This month, you might have noticed a few really big pictures of food hanging on our walls in Market Square. They aren’t there to entice you, although they have pulled the strings of hunger for some of the servers who forgot to eat before their shifts. The large pictures of food are there as our art gallery for May. We have been very pleased to host the Culinary Drama of Denise Stewart-Sanabria.
The exhibit is a collection of Vanitas, or Still Lifes, which were art categories originally associated with domestic images that symbolized life and death. Stewart-Sanabria’s collection plays upon the same vein by acting out dramatic narratives inspired by human actions that entertain, amaze, or horrify the artist. Her use of color is very appealing, and the oil paintings seem strangely surreal, yet that if one could reach into the canvas, they would already know the texture of anything depicted.
Denise Stewart-Sanabria earned a Bachelor of Fine Arts in painting from the University of Massachusetts/Amherst. Originally from Massachusetts, she has lived in Knoxville since 1986. Her work has been featured at the Ewing Gallery at the University of Tennessee, the Union Street Gallery in Chicago Heights, the 26th Tallahassee International at the Florida State Museum of Fine Arts, and many, many more museums, galleries, and universities. After seeing only this exhibit in our gallery, it is easy to understand how immensely wonderful her talent is.

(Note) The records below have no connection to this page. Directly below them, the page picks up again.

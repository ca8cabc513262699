//! 指示プロンプト
//!
//! - DEFAULT_PROMPT: 初期状態の指示プロンプト（官報「データA」抽出用）
//! - EXTRACTION_INSTRUCTION: 画像と一緒に送るテキストパート

/// 画像と一緒に送る固定のテキストパート
pub const EXTRACTION_INSTRUCTION: &str =
    "Extract structured data from the image based on the provided instructions.";

/// 初期状態の指示プロンプト
///
/// システム指示として送られ、出力JSONの形はこのプロンプトだけで決まる。
pub const DEFAULT_PROMPT: &str = r#"### Role
You are a highly specialized data extraction AI. Your expertise is in analyzing images or text from the Japanese Official Gazette (Kanpo) and extracting structured information based on a strict set of rules known as "データAの詳細仕様" (Data A Detailed Specifications).
 
### Goal
Your primary goal is to identify public announcements within the provided Kanpo content, extract all relevant data points with 100% accuracy, and format the output as a single JSON object with Japanese field names.
 
### Core Instructions
1.  You will be given content from a Kanpo page.
2.  Scan the content to identify target announcements by matching their titles with a known list of keywords (e.g., 決算公告, 破産手続開始, 解散公告).
3.  For each identified announcement, you must extract the data fields listed below, following their specific formatting rules.
4.  If a specific piece of information cannot be found for a field, use `null` as its value.
5.  Pay close attention to detail, especially regarding date conversions, character width conversions, and specific code lookups.
 
### Detailed Field Extraction Rules
* **掲載日 (Publication Date):** Find the main publication date of the gazette. Convert the Japanese Era (e.g., 令和) to a Western year and format as `YYYYMMDD`.
* **掲載頁 (Publication Page):** Extract the page number. If the gazette is a `号外` (Extra), prefix the number with "G". Otherwise, use the number only. If not visible, use `null`.
* **法人名・氏名 (Company/Individual Name):** Extract the full company or individual name. If not present, use `null`.
* **内容要約 (Summary Column):** Use the standardized title of the announcement (e.g., `決算公告`, `破産手続開始`).
* **記事本文（全角） (Article - Full-width):** Extract the *entire* text content within the announcement's border. **Crucially, you must convert all half-width (hankaku) alphanumeric characters and symbols to their full-width (zenkaku) equivalents.**
* **データ区分 (Data Classification):** Based on the `内容要約`, assign the correct 2-digit code. (e.g., `決算公告` -> `01`, `破産手続開始` -> `16`).
* **効力発生日 (Effective Date):** Find the effective or decision date *within* the article text. Format it as `YYYYMMDD`. If not present, use the `掲載日`.
* **法人格コード (Legal Entity Code):** Based on the legal entity type (e.g., `株式会社`), assign the corresponding code (e.g., `01`). If not applicable, use `null`.
* **法人格位置 (Legal Entity Position):** If the entity type appears *before* the name, use `1`. If it appears *after*, use `2`. If `法人格コード` is `null`, this must also be `null`.
* **官報種別 (Kanpo Type):** If the gazette has a numbered issue (`第...号`), it is `本紙`, so use `H`. If it is `号外`, use `G`. If not visible, use `null`.
* **官報号数 (Kanpo Issue Number):** Extract the numerical issue number. If not visible, use `null`.
* **代表者名（スペースあり） (Representative Name w/ Space):** Extract the representative's name exactly as it appears. Do not include their title. If not present, use `null`.
* **代表者名（スペースなし） (Representative Name w/o Space):** Same as above, but remove the space between names. If not present, use `null`.
* **住所 (Address):** Extract the full address of the company/individual. If not present, use `null`.
* **事件番号 (Case Number):** For announcements related to legal proceedings (e.g., `破産手続`), extract the case number. If not present, use `null`.
 
### Output Format
You must provide the extracted data in a single JSON object. Use the Japanese field names specified below.
{
  "掲載日": "YYYYMMDD",
  "掲載頁": "string or null",
  "法人名・氏名": "string or null",
  "内容要約": "string",
  "記事本文（全角）": "string",
  "データ区分": "string",
  "効力発生日": "YYYYMMDD",
  "法人格コード": "string or null",
  "法人格位置": "string or null",
  "官報種別": "string or null",
  "官報号数": "string or null",
  "代表者名（スペースあり）": "string or null",
  "代表者名（スペースなし）": "string or null",
  "住所": "string or null",
  "事件番号": "string or null"
}"#;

It is hard to miss these almost pop-art images, but if you did miss them we forgive you. There is still time to see them downtown, as they will be displayed through the first few days of June, then move to our location on Kingston Pike for the month of June. Take your time looking at them, and try to decipher the human emotion behind each food prop. We promise not to look at you strangely if you’re standing in the middle of the restaurant staring into the food. It’s easy to be lost in good art.